* _Provided entries_:

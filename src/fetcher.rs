use crate::config::{FetchConfig, SiteTable};
use crate::models::Site;
use crate::{Error, Result};
use headless_chrome::{Browser, LaunchOptions, Tab};
use std::sync::Arc;
use tracing::{debug, info};

/// Retrieves the rendered HTML of a search results page.
///
/// Implementations either return the document or an [`Error::Fetch`]; they
/// never hand back content from somewhere other than the requested site.
pub trait HtmlFetcher {
    fn fetch(&self, url: &str, site: Site) -> Result<String>;
}

/// Renders pages in a headless Chrome, one fresh browser per fetch.
pub struct ChromeFetcher {
    sites: SiteTable,
    config: FetchConfig,
}

impl ChromeFetcher {
    pub fn new(sites: SiteTable, config: FetchConfig) -> Self {
        Self { sites, config }
    }

    fn create_browser(&self, site: Site, url: &str) -> Result<Browser> {
        Browser::new(LaunchOptions {
            headless: self.config.headless,
            idle_browser_timeout: self.config.page_timeout,
            ..Default::default()
        })
        .map_err(|e| self.fetch_error(site, url, e))
    }

    fn wait_for_page_load(&self, tab: &Arc<Tab>, site: Site) -> Result<()> {
        let domain = &self.sites.template(site)?.domain;
        tab.wait_until_navigated()
            .map_err(|e| self.fetch_error(site, tab.get_url(), e))?;

        let landed = tab.get_url();
        if !landed.contains(domain.as_str()) {
            return Err(Error::Fetch {
                site,
                url: landed,
                reason: format!("navigation left {}", domain),
            });
        }
        Ok(())
    }

    fn fetch_error(&self, site: Site, url: impl Into<String>, reason: impl std::fmt::Display) -> Error {
        Error::Fetch {
            site,
            url: url.into(),
            reason: format!("{:#}", reason),
        }
    }
}

impl HtmlFetcher for ChromeFetcher {
    fn fetch(&self, url: &str, site: Site) -> Result<String> {
        info!(%site, "waiting for response from '{}' ...", url);

        let browser = self.create_browser(site, url)?;
        let tab = browser.new_tab().map_err(|e| self.fetch_error(site, url, e))?;
        tab.set_default_timeout(self.config.page_timeout);
        tab.navigate_to(url)
            .map_err(|e| self.fetch_error(site, url, e))?;

        self.wait_for_page_load(&tab, site)?;

        let html = tab.get_content().map_err(|e| self.fetch_error(site, url, e))?;
        debug!(%site, bytes = html.len(), "page content retrieved");
        Ok(html)
    }
}
use crate::models::Site;
use crate::{Error, Result};
use std::collections::HashMap;
use std::time::Duration;

#[derive(Debug, Clone)]
pub struct FetchConfig {
    /// Upper bound on how long a results page may take to load
    pub page_timeout: Duration,
    pub headless: bool,
}

impl Default for FetchConfig {
    fn default() -> Self {
        Self {
            page_timeout: Duration::from_secs(100),
            headless: true,
        }
    }
}

/// What to search for. Shared by every site in a run.
#[derive(Debug, Clone, Default)]
pub struct SearchQuery {
    pub terms: String,
    pub location: String,
    /// Days since posted. Only some sites take it.
    pub days: String,
    /// Description keywords. Carried along but not used to filter results.
    pub keywords: Vec<String>,
}

/// URL templates for one site.
///
/// `search` may contain `{terms}`, `{location}` and `{days}` placeholders.
/// `domain` is the prefix a rendered page must still be on to count as loaded.
#[derive(Debug, Clone, PartialEq, Eq)]
pub struct SiteTemplate {
    pub search: String,
    pub domain: String,
}

impl SiteTemplate {
    pub fn new(search: impl Into<String>, domain: impl Into<String>) -> Self {
        Self {
            search: search.into(),
            domain: domain.into(),
        }
    }

    pub fn expand(&self, query: &SearchQuery) -> String {
        self.search
            .replace("{terms}", &query.terms.replace(' ', "+"))
            .replace("{location}", &query.location.replace(' ', "+"))
            .replace("{days}", &query.days)
    }
}

/// Site → URL template lookup, built once at startup and passed to whoever needs it.
#[derive(Debug, Clone)]
pub struct SiteTable {
    templates: HashMap<Site, SiteTemplate>,
}

impl SiteTable {
    pub fn new(templates: HashMap<Site, SiteTemplate>) -> Self {
        Self { templates }
    }

    pub fn template(&self, site: Site) -> Result<&SiteTemplate> {
        self.templates
            .get(&site)
            .ok_or(Error::MissingTemplate { site })
    }

    pub fn search_url(&self, site: Site, query: &SearchQuery) -> Result<String> {
        self.template(site).map(|template| template.expand(query))
    }
}

impl Default for SiteTable {
    fn default() -> Self {
        let templates = HashMap::from([
            (
                Site::Indeed,
                SiteTemplate::new(
                    "https://www.indeed.com/jobs?q={terms}&l={location}&fromage={days}&",
                    "https://www.indeed.com/",
                ),
            ),
            (
                Site::LinkedIn,
                // f_TPR=r2592000 limits results to the last 30 days
                SiteTemplate::new(
                    "https://www.linkedin.com/jobs/search/?keywords={terms}&location={location}&f_TPR=r2592000",
                    "https://www.linkedin.com/",
                ),
            ),
            (
                Site::ZipRecruiter,
                SiteTemplate::new(
                    "https://www.ziprecruiter.com/candidate/search?form=jobs-landing&search={terms}&location={location}",
                    "https://www.ziprecruiter.com/",
                ),
            ),
            (
                Site::CareerBuilder,
                SiteTemplate::new(
                    "https://www.careerbuilder.com/jobs?keywords={terms}&location={location}&posted={days}",
                    "https://www.careerbuilder.com/",
                ),
            ),
        ]);
        Self::new(templates)
    }
}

* _Action item_: What you give back should be only the lines of the records above, starting at the line with "tab.navigate_to(url)" and ending at the line with "pub struct FetchConfig", restated word for word.

* _Response to this exercise_:
        tab.navigate_to(url)
            .map_err(|e| self.fetch_error(site, url, e))?;

        self.wait_for_page_load(&tab, site)?;

        let html = tab.get_content().map_err(|e| self.fetch_error(site, url, e))?;
        debug!(%site, bytes = html.len(), "page content retrieved");
        Ok(html)
    }
}
use crate::models::Site;
use crate::{Error, Result};
use std::collections::HashMap;
use std::time::Duration;

#[derive(Debug, Clone)]
pub struct FetchConfig {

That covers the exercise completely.